On lap 29, Verstappen passed the yet-to-pit Lewis Hamilton in the Ferrari for 11th at turn 4, causing Hamilton to run off the track in the process; the incident was investigated by stewards following the race, who deemed that no further action needed to be taken. On lap 31, Norris finally pitted from the lead, re-joining in fourth place but with the ability to finish the race without making another stop. On lap 40, Leclerc made his second stop from the lead, taking hard tyres and re-joining seven seconds behind Norris in fourth. On lap 45, Piastri made his final stop, re-joining five seconds behind Leclerc and twelve seconds behind race leader Norris. Leclerc struggled to maintain pace, and on lap 51 was passed by Piastri around the outside of turn 1 for second; Piastri began closing on Norris, who was still nine seconds ahead but on tyres which were 14 laps older. On lap 62, Russell passed Leclerc for third at turn 1; Russell felt that Leclerc's defense was illegal, as he was moving under braking. Leclerc received a five-second time penalty for driving erratically after stewards reviewed the incident. As the race entered its final laps, Piastri closed to within DRS range of Norris. On the penultimate lap, Piastri lunged down the inside of Norris entering turn 1. Piastri locked up and was centimetres away from making contact with the back of Norris' car, but he could not pass.

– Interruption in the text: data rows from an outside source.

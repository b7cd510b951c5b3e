//! Edge-drag resize state machine for a single slot.
//!
//! A resize is armed by hovering near an edge, started by a press while
//! armed, and updated from the rectangle captured at press time so the
//! opposite edge stays pinned no matter how far the pointer travels.

use slotmark_ui::{Point, Rectangle};

use crate::edges::{EdgeSet, collided_edges, collides_with_tolerance};

/// Resize interaction state.
#[derive(Debug, Clone, PartialEq, Default)]
pub enum ResizeState {
    /// Pointer is away from every edge band
    #[default]
    Idle,
    /// Pointer hovers an edge band; the next press grabs these edges
    Armed { edges: EdgeSet },
    /// Edges are grabbed; motion reshapes the rect captured at press time
    Resizing { edges: EdgeSet, original: Rectangle },
}

/// Apply an edge drag to the rectangle captured at press time.
///
/// Dragged edges follow the pointer while their opposite edges stay
/// pinned. Extents are not clamped: pushing an edge past its opposite
/// side produces a negative extent.
pub fn apply_edge_drag(original: Rectangle, edges: EdgeSet, point: Point) -> Rectangle {
    let mut rect = original;

    if edges.west {
        rect.x = point.x;
        rect.width = original.right() - point.x;
    } else if edges.east {
        rect.width = point.x - original.x;
    }

    if edges.north {
        rect.y = point.y;
        rect.height = original.bottom() - point.y;
    } else if edges.south {
        rect.height = point.y - original.y;
    }

    rect
}

/// Drives [`ResizeState`] from hover/press/motion/release inputs.
#[derive(Debug, Clone, Default)]
pub struct ResizeController {
    state: ResizeState,
}

impl ResizeController {
    pub fn new() -> Self {
        Self::default()
    }

    /// Update arming from the hover position.
    ///
    /// Returns the edge set relevant for the cursor: the hovered bands
    /// while idle or armed, or the grabbed edges while resizing (which
    /// keep the resize cursor even when the pointer leaves the band).
    pub fn hover(&mut self, rect: Rectangle, point: Point, tolerance: f32) -> Option<EdgeSet> {
        if let ResizeState::Resizing { edges, .. } = self.state {
            return Some(edges);
        }

        if collides_with_tolerance(rect, point, tolerance) {
            let edges = collided_edges(rect, point, tolerance);
            if !edges.is_empty() {
                self.state = ResizeState::Armed { edges };
                return Some(edges);
            }
        }

        self.state = ResizeState::Idle;
        None
    }

    /// Grab the armed edges, capturing the rect to resize from.
    /// Returns true when the press was consumed.
    pub fn press(&mut self, rect: Rectangle) -> bool {
        if let ResizeState::Armed { edges } = self.state {
            self.state = ResizeState::Resizing {
                edges,
                original: rect,
            };
            true
        } else {
            false
        }
    }

    /// Rectangle for the current pointer position, or None when no
    /// resize is in progress.
    pub fn motion(&self, point: Point) -> Option<Rectangle> {
        let ResizeState::Resizing { edges, original } = self.state else {
            return None;
        };
        Some(apply_edge_drag(original, edges, point))
    }

    /// Finish an active resize. Returns true when one was in progress.
    pub fn release(&mut self) -> bool {
        if matches!(self.state, ResizeState::Resizing { .. }) {
            self.state = ResizeState::Idle;
            true
        } else {
            false
        }
    }

    pub fn is_resizing(&self) -> bool {
        matches!(self.state, ResizeState::Resizing { .. })
    }

    /// Grabbed edges of an active resize, if any.
    pub fn active_edges(&self) -> Option<EdgeSet> {
        match self.state {
            ResizeState::Resizing { edges, .. } => Some(edges),
            _ => None,
        }
    }
}

#[cfg(test)]
mod tests {
    use super::*;

    const TOLERANCE: f32 = 5.0;

    fn rect() -> Rectangle {
        Rectangle::new(10.0, 10.0, 50.0, 50.0)
    }

    fn assert_rect(r: Rectangle, x: f32, y: f32, width: f32, height: f32) {
        assert_eq!(r.x, x);
        assert_eq!(r.y, y);
        assert_eq!(r.width, width);
        assert_eq!(r.height, height);
    }

    #[test]
    fn test_east_drag_changes_only_width() {
        let mut ctrl = ResizeController::new();
        assert!(ctrl.hover(rect(), Point::new(60.0, 35.0), TOLERANCE).is_some());
        assert!(ctrl.press(rect()));

        let resized = ctrl.motion(Point::new(80.0, 35.0));
        assert_rect(resized.unwrap(), 10.0, 10.0, 70.0, 50.0);
    }

    #[test]
    fn test_west_drag_pins_right_edge() {
        let mut ctrl = ResizeController::new();
        ctrl.hover(rect(), Point::new(10.0, 35.0), TOLERANCE);
        assert!(ctrl.press(rect()));

        let resized = ctrl.motion(Point::new(0.0, 35.0)).unwrap();
        assert_rect(resized, 0.0, 10.0, 60.0, 50.0);
        // Right edge unchanged
        assert_eq!(resized.right(), rect().right());
    }

    #[test]
    fn test_corner_drag_moves_both_axes() {
        // Grab the top-left corner and drag up-left: the bottom-right
        // corner stays pinned
        let mut ctrl = ResizeController::new();
        let edges = ctrl.hover(rect(), Point::new(10.0, 10.0), TOLERANCE).unwrap();
        assert!(edges.north && edges.west);
        assert!(ctrl.press(rect()));

        let resized = ctrl.motion(Point::new(20.0, 0.0)).unwrap();
        assert_rect(resized, 20.0, 0.0, 40.0, 60.0);
    }

    #[test]
    fn test_no_clamping_past_opposite_edge() {
        let mut ctrl = ResizeController::new();
        ctrl.hover(rect(), Point::new(60.0, 35.0), TOLERANCE);
        ctrl.press(rect());

        // Dragging the east edge left of the west edge goes negative
        let resized = ctrl.motion(Point::new(0.0, 35.0)).unwrap();
        assert_eq!(resized.width, -10.0);
    }

    #[test]
    fn test_resize_stays_grabbed_outside_band() {
        let mut ctrl = ResizeController::new();
        ctrl.hover(rect(), Point::new(60.0, 35.0), TOLERANCE);
        ctrl.press(rect());

        // Far outside the edge band, still resizing
        let resized = ctrl.motion(Point::new(200.0, 35.0));
        assert_rect(resized.unwrap(), 10.0, 10.0, 190.0, 50.0);
        assert!(ctrl.is_resizing());

        assert!(ctrl.release());
        assert!(!ctrl.is_resizing());
    }

    #[test]
    fn test_press_without_armed_edge_is_ignored() {
        let mut ctrl = ResizeController::new();
        ctrl.hover(rect(), Point::new(35.0, 35.0), TOLERANCE);
        assert!(!ctrl.press(rect()));
        assert!(ctrl.motion(Point::new(80.0, 35.0)).is_none());
    }

    #[test]
    fn test_hover_disarms_when_leaving_band() {
        let mut ctrl = ResizeController::new();
        assert!(ctrl.hover(rect(), Point::new(60.0, 35.0), TOLERANCE).is_some());
        assert!(ctrl.hover(rect(), Point::new(200.0, 200.0), TOLERANCE).is_none());
        assert!(!ctrl.press(rect()));
    }

    #[test]
    fn test_hover_while_resizing_keeps_grabbed_edges() {
        let mut ctrl = ResizeController::new();
        ctrl.hover(rect(), Point::new(60.0, 35.0), TOLERANCE);
        ctrl.press(rect());

        // Hovering far away reports the grabbed edges, not the bands
        let edges = ctrl.hover(rect(), Point::new(300.0, 300.0), TOLERANCE).unwrap();
        assert!(edges.east);
        assert_eq!(ctrl.active_edges(), Some(edges));
    }
}
//! Keybindings for editor actions.

use slotmark_ui::{Key, Modifiers};

/// Editor actions that can be bound to keys.
#[derive(Debug, Clone, Copy, PartialEq, Eq)]
pub enum Action {
    /// Remove every selected slot
    DeleteSelection,
}

/// Keybinding configuration for the application.
#[derive(Debug, Clone)]
pub struct KeyBindings {
    /// Hotkey for removing the selected slots
    pub delete_selection: Key,
}

impl Default for KeyBindings {
    fn default() -> Self {
        Self {
            delete_selection: Key::Delete,
        }
    }
}

impl KeyBindings {
    /// Create new keybindings with default values.
    pub fn new() -> Self {
        Self::default()
    }

    /// Get the action that corresponds to a key press, if any.
    pub fn action_for_key(&self, key: Key) -> Option<Action> {
        if key == self.delete_selection {
            Some(Action::DeleteSelection)
        } else {
            None
        }
    }
}

/// Whether the modifier gating the drag-create gesture is held. This is
/// a held modifier rather than a bindable key.
pub fn create_modifier_held(modifiers: Modifiers) -> bool {
    modifiers.ctrl
}

#[cfg(test)]
mod tests {
    use super::*;

    #[test]
    fn test_delete_key_maps_to_delete_selection() {
        let bindings = KeyBindings::new();
        assert_eq!(
            bindings.action_for_key(Key::Delete),
            Some(Action::DeleteSelection)
        );
    }

    #[test]
    fn test_unbound_key_has_no_action() {
        let bindings = KeyBindings::new();
        assert_eq!(bindings.action_for_key(Key::Escape), None);
    }

    #[test]
    fn test_create_modifier_is_ctrl() {
        let ctrl = Modifiers {
            ctrl: true,
            ..Modifiers::default()
        };
        assert!(create_modifier_held(ctrl));
        assert!(!create_modifier_held(Modifiers::default()));
    }
}
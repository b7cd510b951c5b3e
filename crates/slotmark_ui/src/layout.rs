/// A 2D point.
#[derive(Debug, Clone, Copy, PartialEq)]
pub struct Point {
    pub x: f32,
    pub y: f32,
}

impl Point {
    pub fn new(x: f32, y: f32) -> Self {
        Self { x, y }
    }

    pub fn zero() -> Self {
        Self { x: 0.0, y: 0.0 }
    }
}

/// A 2D size.
#[derive(Debug, Clone, Copy, PartialEq)]
pub struct Size {
    pub width: f32,
    pub height: f32,
}

impl Size {
    pub fn new(width: f32, height: f32) -> Self {
        Self { width, height }
    }

    pub fn zero() -> Self {
        Self {
            width: 0.0,
            height: 0.0,
        }
    }
}

/// A rectangle defined by position and size.
///
/// Coordinates are screen-space: origin at the top-left, y growing downward.
#[derive(Debug, Clone, Copy, PartialEq)]
pub struct Rectangle {
    pub x: f32,
    pub y: f32,
    pub width: f32,
    pub height: f32,
}

impl Rectangle {
    pub fn new(x: f32, y: f32, width: f32, height: f32) -> Self {
        Self {
            x,
            y,
            width,
            height,
        }
    }

    /// The x coordinate of the right edge.
    pub fn right(&self) -> f32 {
        self.x + self.width
    }

    /// The y coordinate of the bottom edge.
    pub fn bottom(&self) -> f32 {
        self.y + self.height
    }

    pub fn contains(&self, point: Point) -> bool {
        point.x >= self.x
            && point.x <= self.x + self.width
            && point.y >= self.y
            && point.y <= self.y + self.height
    }

    pub fn position(&self) -> Point {
        Point::new(self.x, self.y)
    }

    pub fn size(&self) -> Size {
        Size::new(self.width, self.height)
    }

    /// Get the center point of this rectangle.
    pub fn center(&self) -> Point {
        Point::new(self.x + self.width / 2.0, self.y + self.height / 2.0)
    }

    /// Create a new rectangle grown outward by `margin` on all four sides.
    pub fn expanded(&self, margin: f32) -> Rectangle {
        Rectangle::new(
            self.x - margin,
            self.y - margin,
            self.width + margin * 2.0,
            self.height + margin * 2.0,
        )
    }
}

#[cfg(test)]
mod tests {
    use super::*;

    #[test]
    fn test_contains_includes_edges() {
        let rect = Rectangle::new(10.0, 20.0, 30.0, 40.0);
        assert!(rect.contains(Point::new(10.0, 20.0)));
        assert!(rect.contains(Point::new(40.0, 60.0)));
        assert!(rect.contains(Point::new(25.0, 40.0)));
        assert!(!rect.contains(Point::new(9.9, 20.0)));
        assert!(!rect.contains(Point::new(25.0, 60.1)));
    }

    #[test]
    fn test_expanded_grows_all_sides() {
        let rect = Rectangle::new(10.0, 10.0, 20.0, 20.0);
        let grown = rect.expanded(5.0);
        assert_eq!(grown.x, 5.0);
        assert_eq!(grown.y, 5.0);
        assert_eq!(grown.right(), 35.0);
        assert_eq!(grown.bottom(), 35.0);
    }

    #[test]
    fn test_center() {
        let rect = Rectangle::new(0.0, 0.0, 100.0, 50.0);
        let center = rect.center();
        assert_eq!(center.x, 50.0);
        assert_eq!(center.y, 25.0);
    }
}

This failed attempt cost Piastri approximately half a second, and whilst he closed in on Norris as they began the final lap, he could not get close to an overtake again.

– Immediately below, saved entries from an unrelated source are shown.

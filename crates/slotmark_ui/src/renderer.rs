use std::collections::HashMap;
use std::sync::Arc;

use winit::window::Window;

use crate::color_pipeline::ColorPipeline;
use crate::context::GpuContext;
use crate::error::Result;
use crate::image::ImageHandle;
use crate::layout::{Point, Rectangle};
use crate::texture::Texture;
use crate::texture_pipeline::TexturePipeline;

/// RGBA color with components in 0.0..=1.0
#[derive(Debug, Clone, Copy, PartialEq)]
pub struct Color {
    pub r: f32,
    pub g: f32,
    pub b: f32,
    pub a: f32,
}

impl Color {
    pub const WHITE: Color = Color::rgb(1.0, 1.0, 1.0);
    pub const BLACK: Color = Color::rgb(0.0, 0.0, 0.0);
    pub const TRANSPARENT: Color = Color::new(0.0, 0.0, 0.0, 0.0);

    pub const fn new(r: f32, g: f32, b: f32, a: f32) -> Self {
        Self { r, g, b, a }
    }

    pub const fn rgb(r: f32, g: f32, b: f32) -> Self {
        Self::new(r, g, b, 1.0)
    }

    pub fn to_array(self) -> [f32; 4] {
        [self.r, self.g, self.b, self.a]
    }
}

/// Deferred drawing operations, flushed front-to-back on `render`
#[derive(Debug, Clone)]
enum DrawCommand {
    Image {
        handle: ImageHandle,
        rect: Rectangle,
    },
    FillRect {
        rect: Rectangle,
        color: Color,
    },
    Line {
        from: Point,
        to: Point,
        thickness: f32,
        color: Color,
    },
}

/// Owns the GPU context and pipelines and turns queued draw commands
/// into render passes.
pub struct Renderer {
    context: GpuContext,
    color_pipeline: ColorPipeline,
    texture_pipeline: TexturePipeline,
    draw_commands: Vec<DrawCommand>,
    texture_cache: HashMap<usize, (Texture, wgpu::BindGroup)>,
}

impl Renderer {
    pub async fn new(window: Arc<Window>) -> Result<Self> {
        let context = GpuContext::new(window).await?;
        let color_pipeline = ColorPipeline::new(&context.device, context.surface_config.format);
        let texture_pipeline =
            TexturePipeline::new(&context.device, context.surface_config.format);

        Ok(Self {
            context,
            color_pipeline,
            texture_pipeline,
            draw_commands: Vec::new(),
            texture_cache: HashMap::new(),
        })
    }

    pub fn resize(&mut self, width: u32, height: u32) {
        self.context.resize(width, height);
    }

    pub fn size(&self) -> (u32, u32) {
        (self.context.width(), self.context.height())
    }

    /// Queue an image to be drawn stretched over `rect`.
    pub fn draw_image(&mut self, handle: &ImageHandle, rect: Rectangle) {
        self.draw_commands.push(DrawCommand::Image {
            handle: handle.clone(),
            rect,
        });
    }

    /// Queue a filled rectangle.
    pub fn fill_rect(&mut self, rect: Rectangle, color: Color) {
        self.draw_commands.push(DrawCommand::FillRect { rect, color });
    }

    /// Queue a line segment of the given thickness.
    pub fn draw_line(&mut self, from: Point, to: Point, thickness: f32, color: Color) {
        self.draw_commands.push(DrawCommand::Line {
            from,
            to,
            thickness,
            color,
        });
    }

    /// Flush queued commands to the surface. Surface loss is handled by
    /// reconfiguring and skipping the frame.
    pub fn render(&mut self) {
        let commands = std::mem::take(&mut self.draw_commands);
        let width = self.context.width() as f32;
        let height = self.context.height() as f32;

        // Upload textures for any image the cache has not seen yet
        for command in &commands {
            if let DrawCommand::Image { handle, .. } = command {
                let key = handle.data().as_ptr() as usize;
                if !self.texture_cache.contains_key(&key) {
                    match Texture::from_rgba8(
                        &self.context,
                        handle.data(),
                        handle.width(),
                        handle.height(),
                    ) {
                        Ok(texture) => {
                            let bind_group = self
                                .texture_pipeline
                                .create_texture_bind_group(&self.context.device, &texture);
                            self.texture_cache.insert(key, (texture, bind_group));
                        }
                        Err(e) => {
                            log::error!("Failed to upload image texture: {e}");
                        }
                    }
                }
            }
        }

        let output = match self.context.surface.get_current_texture() {
            Ok(output) => output,
            Err(wgpu::SurfaceError::Lost | wgpu::SurfaceError::Outdated) => {
                let (w, h) = (self.context.width(), self.context.height());
                self.context.resize(w, h);
                return;
            }
            Err(e) => {
                log::error!("Failed to acquire surface texture: {e}");
                return;
            }
        };
        let view = output
            .texture
            .create_view(&wgpu::TextureViewDescriptor::default());

        // Build all vertex buffers before the passes borrow the encoder
        let mut image_quads = Vec::new();
        let mut color_quads = Vec::new();
        for command in &commands {
            match command {
                DrawCommand::Image { handle, rect } => {
                    let key = handle.data().as_ptr() as usize;
                    if self.texture_cache.contains_key(&key) {
                        image_quads.push((
                            key,
                            TexturePipeline::create_quad_vertices(
                                &self.context.device,
                                *rect,
                                width,
                                height,
                            ),
                        ));
                    }
                }
                DrawCommand::FillRect { rect, color } => {
                    color_quads.push(ColorPipeline::create_rect_vertices(
                        &self.context.device,
                        rect.x,
                        rect.y,
                        rect.width,
                        rect.height,
                        color.to_array(),
                        width,
                        height,
                    ));
                }
                DrawCommand::Line {
                    from,
                    to,
                    thickness,
                    color,
                } => {
                    if let Some(buffers) = ColorPipeline::create_line_vertices(
                        &self.context.device,
                        *from,
                        *to,
                        color.to_array(),
                        *thickness,
                        width,
                        height,
                    ) {
                        color_quads.push(buffers);
                    }
                }
            }
        }

        let mut encoder =
            self.context
                .device
                .create_command_encoder(&wgpu::CommandEncoderDescriptor {
                    label: Some("Render Encoder"),
                });

        {
            let _clear_pass = encoder.begin_render_pass(&wgpu::RenderPassDescriptor {
                label: Some("Clear Pass"),
                color_attachments: &[Some(wgpu::RenderPassColorAttachment {
                    view: &view,
                    depth_slice: None,
                    resolve_target: None,
                    ops: wgpu::Operations {
                        load: wgpu::LoadOp::Clear(wgpu::Color {
                            r: 0.1,
                            g: 0.1,
                            b: 0.1,
                            a: 1.0,
                        }),
                        store: wgpu::StoreOp::Store,
                    },
                })],
                depth_stencil_attachment: None,
                timestamp_writes: None,
                occlusion_query_set: None,
            });
        }

        for (key, (vertex_buffer, index_buffer, index_count)) in &image_quads {
            let Some((_, bind_group)) = self.texture_cache.get(key) else {
                continue;
            };
            let mut pass = encoder.begin_render_pass(&wgpu::RenderPassDescriptor {
                label: Some("Image Pass"),
                color_attachments: &[Some(wgpu::RenderPassColorAttachment {
                    view: &view,
                    depth_slice: None,
                    resolve_target: None,
                    ops: wgpu::Operations {
                        load: wgpu::LoadOp::Load,
                        store: wgpu::StoreOp::Store,
                    },
                })],
                depth_stencil_attachment: None,
                timestamp_writes: None,
                occlusion_query_set: None,
            });
            pass.set_pipeline(&self.texture_pipeline.render_pipeline);
            pass.set_bind_group(0, bind_group, &[]);
            pass.set_vertex_buffer(0, vertex_buffer.slice(..));
            pass.set_index_buffer(index_buffer.slice(..), wgpu::IndexFormat::Uint16);
            pass.draw_indexed(0..*index_count, 0, 0..1);
        }

        if !color_quads.is_empty() {
            let mut pass = encoder.begin_render_pass(&wgpu::RenderPassDescriptor {
                label: Some("Shape Pass"),
                color_attachments: &[Some(wgpu::RenderPassColorAttachment {
                    view: &view,
                    depth_slice: None,
                    resolve_target: None,
                    ops: wgpu::Operations {
                        load: wgpu::LoadOp::Load,
                        store: wgpu::StoreOp::Store,
                    },
                })],
                depth_stencil_attachment: None,
                timestamp_writes: None,
                occlusion_query_set: None,
            });
            pass.set_pipeline(&self.color_pipeline.render_pipeline);
            for (vertex_buffer, index_buffer, index_count) in &color_quads {
                pass.set_vertex_buffer(0, vertex_buffer.slice(..));
                pass.set_index_buffer(index_buffer.slice(..), wgpu::IndexFormat::Uint16);
                pass.draw_indexed(0..*index_count, 0, 0..1);
            }
        }

        self.context.queue.submit(std::iter::once(encoder.finish()));
        output.present();
    }
}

Norris crossed the finish line with a lead of under a second to Piastri, taking his first Grand Prix win in Hungary, his fifth win of the season, and the ninth win of his career. McLaren took their 200th Grand Prix win, making them the second team after Ferrari to achieve such a tally. This was also McLaren's fourth-consecutive 1–2 finish, something which had not been seen since Mercedes had a run of five at the start of the 2019 championship. Russell achieved his sixth podium of the season in third ahead of Leclerc, whilst Alonso finished fifth to take his and Aston Martin's best result since the 2024 Saudi Arabian Grand Prix. The team also scored their highest points tally in a race since the 2023 São Paulo Grand Prix. By finishing sixth, Bortoleto took the best result of his career to date, as well as extending Sauber's points-scoring run to six races. Lance Stroll, Liam Lawson, Max Verstappen, and Kimi Antonelli completed the top ten points finishers.

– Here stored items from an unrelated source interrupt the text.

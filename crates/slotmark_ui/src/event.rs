use crate::Point;

/// Events the runner delivers to the application.
#[derive(Debug, Clone)]
pub enum Event {
    /// Mouse button pressed.
    MousePressed {
        button: MouseButton,
        position: Point,
    },
    /// Mouse button released.
    MouseReleased {
        button: MouseButton,
        position: Point,
    },
    /// Mouse moved.
    MouseMoved { position: Point },
    /// Keyboard key pressed.
    KeyPressed { key: Key, modifiers: Modifiers },
    /// Keyboard modifier state changed.
    ModifiersChanged { modifiers: Modifiers },
    /// The window's inner size changed.
    WindowResized { width: f32, height: f32 },
}

/// Mouse buttons.
#[derive(Debug, Clone, Copy, PartialEq, Eq)]
pub enum MouseButton {
    Left,
    Right,
    Middle,
    Other(u16),
}

/// Keyboard keys (simplified set).
#[derive(Debug, Clone, Copy, PartialEq, Eq)]
pub enum Key {
    Char(char),
    Enter,
    Escape,
    Backspace,
    Delete,
    Space,
}

/// Keyboard modifiers.
#[derive(Debug, Clone, Copy, Default)]
pub struct Modifiers {
    pub shift: bool,
    pub ctrl: bool,
    pub alt: bool,
    pub meta: bool,
}
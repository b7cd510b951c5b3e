//! Slotmark - sprite sheet slot marker.
//!
//! A desktop tool for drawing, moving, and resizing rectangular slots
//! over a bitmap image. Slot positions are kept as fractions of the
//! displayed image, so they survive window resizes.

pub mod app;
pub mod canvas;
pub mod config;
pub mod constants;
pub mod drag_create;
pub mod drag_move;
pub mod edges;
pub mod geometry;
pub mod keybindings;
pub mod mapper;
pub mod resize;
pub mod slot;

pub use app::SlotmarkApp;
pub use canvas::SlotCanvas;
pub use config::AppConfig;
pub use slot::Slot;
//! Container/image coordinate mapping.
//!
//! Slots live in two coordinate spaces: absolute container pixels for
//! hit-testing and drawing, and fractions of the displayed image that
//! survive container resizes. This module converts between the two.

use slotmark_ui::{Rectangle, Size};

/// A rectangle expressed as fractions of the displayed image area.
///
/// Values are not clamped to 0..=1; a rectangle partly outside the
/// displayed image keeps fractions outside that range.
#[derive(Debug, Clone, Copy, PartialEq)]
pub struct RelativeRectangle {
    pub x: f32,
    pub y: f32,
    pub width: f32,
    pub height: f32,
}

impl RelativeRectangle {
    pub fn new(x: f32, y: f32, width: f32, height: f32) -> Self {
        Self {
            x,
            y,
            width,
            height,
        }
    }
}

/// Size the image is drawn at inside the container: uniform scale,
/// preserving aspect ratio. Small images are scaled up.
///
/// Degenerate inputs (zero or negative extent on either side) yield a
/// zero size instead of NaN.
pub fn fit_display_size(natural: Size, container: Size) -> Size {
    if natural.width <= 0.0
        || natural.height <= 0.0
        || container.width <= 0.0
        || container.height <= 0.0
    {
        return Size::zero();
    }

    let scale = (container.width / natural.width).min(container.height / natural.height);
    Size::new(natural.width * scale, natural.height * scale)
}

/// Offsets of the displayed image from the container origin.
///
/// The image is centered, so each margin is half the leftover space on
/// that axis, and zero when the image fills the axis.
pub fn container_margins(container: Size, display: Size) -> (f32, f32) {
    (
        ((container.width - display.width) / 2.0).max(0.0),
        ((container.height - display.height) / 2.0).max(0.0),
    )
}

/// Convert an absolute container-space rectangle to image fractions.
pub fn to_relative(rect: Rectangle, container: Size, display: Size) -> RelativeRectangle {
    let (margin_x, margin_y) = container_margins(container, display);

    RelativeRectangle::new(
        (rect.x - margin_x) / display.width,
        (rect.y - margin_y) / display.height,
        rect.width / display.width,
        rect.height / display.height,
    )
}

/// Convert image fractions back to an absolute container-space rectangle.
///
/// Inverse of [`to_relative`] for the same container and display sizes.
pub fn to_absolute(rel: RelativeRectangle, container: Size, display: Size) -> Rectangle {
    let (margin_x, margin_y) = container_margins(container, display);

    Rectangle::new(
        rel.x * display.width + margin_x,
        rel.y * display.height + margin_y,
        rel.width * display.width,
        rel.height * display.height,
    )
}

=== Race classification ===

| Pos. | No. | Driver | Constructor | Laps | Time/Retired | Grid | Points |
| 1 | 4 | GBR Lando Norris | McLaren-Mercedes | 70 | 1:35:21.231 | 3 | 25 |
| 2 | 81 | AUS Oscar Piastri | McLaren-Mercedes | 70 | +0.698 | 2 | 18 |
| 3 | 63 | GBR George Russell | Mercedes | 70 | +21.916 | 4 | 15 |
| 4 | 16 | MON Charles Leclerc | Ferrari | 70 | +42.560^{1} | 1 | 12 |
| 5 | 14 | ESP Fernando Alonso | Aston Martin Aramco-Mercedes | 70 | +59.040 | 5 | 10 |
| 6 | 5 | Gabriel Bortoleto | Kick Sauber-Ferrari | 70 | +1:06.169 | 7 | 8 |
| 7 | 18 | CAN Lance Stroll | Aston Martin Aramco-Mercedes | 70 | +1:08.174 | 6 | 6 |
| 8 | 30 | NZL Liam Lawson | Racing Bulls-Honda RBPT | 70 | +1:09.451 | 9 | 4 |
| 9 | 1 | NED Max Verstappen | Red Bull Racing-Honda RBPT | 70 | +1:12.645 | 8 | 2 |
| 10 | 12 | Kimi Antonelli | Mercedes | 69 | +1 lap | 15 | 1 |
| 11 | 6 | FRA Isack Hadjar | Racing Bulls-Honda RBPT | 69 | +1 lap | 10 |  |
| 12 | 44 | GBR Lewis Hamilton | Ferrari | 69 | +1 lap | 12 |  |
| 13 | 27 | GER Nico Hülkenberg | Kick Sauber-Ferrari | 69 | +1 lap | 18 |  |
| 14 | 55 | ESP Carlos Sainz Jr. | Williams-Mercedes | 69 | +1 lap | 13 |  |
| 15 | 23 | THA Alexander Albon | Williams-Mercedes | 69 | +1 lap | 19 |  |
| 16 | 31 | FRA Esteban Ocon | Haas-Ferrari | 69 | +1 lap | 17 |  |
| 17 | 22 | JPN Yuki Tsunoda | Red Bull Racing-Honda RBPT | 69 | +1 lap | PL |  |
| 18 | 43 | ARG Franco Colapinto | Alpine-Renault | 69 | +1 lap | 14 |  |
| 19 | 10 | FRA Pierre Gasly | Alpine-Renault | 69 | +1 lap^{2} | 16 |  |
| Ret | 87 | GBR Oliver Bearman | Haas-Ferrari | 48 | Undertray | 11 |  |
Source:

Notes
- – Charles Leclerc received a five-second time penalty for driving erratically. His final position was not affected by the penalty.
- – Pierre Gasly finished 17th, but received a ten-second time penalty for causing a collision with Carlos Sainz Jr..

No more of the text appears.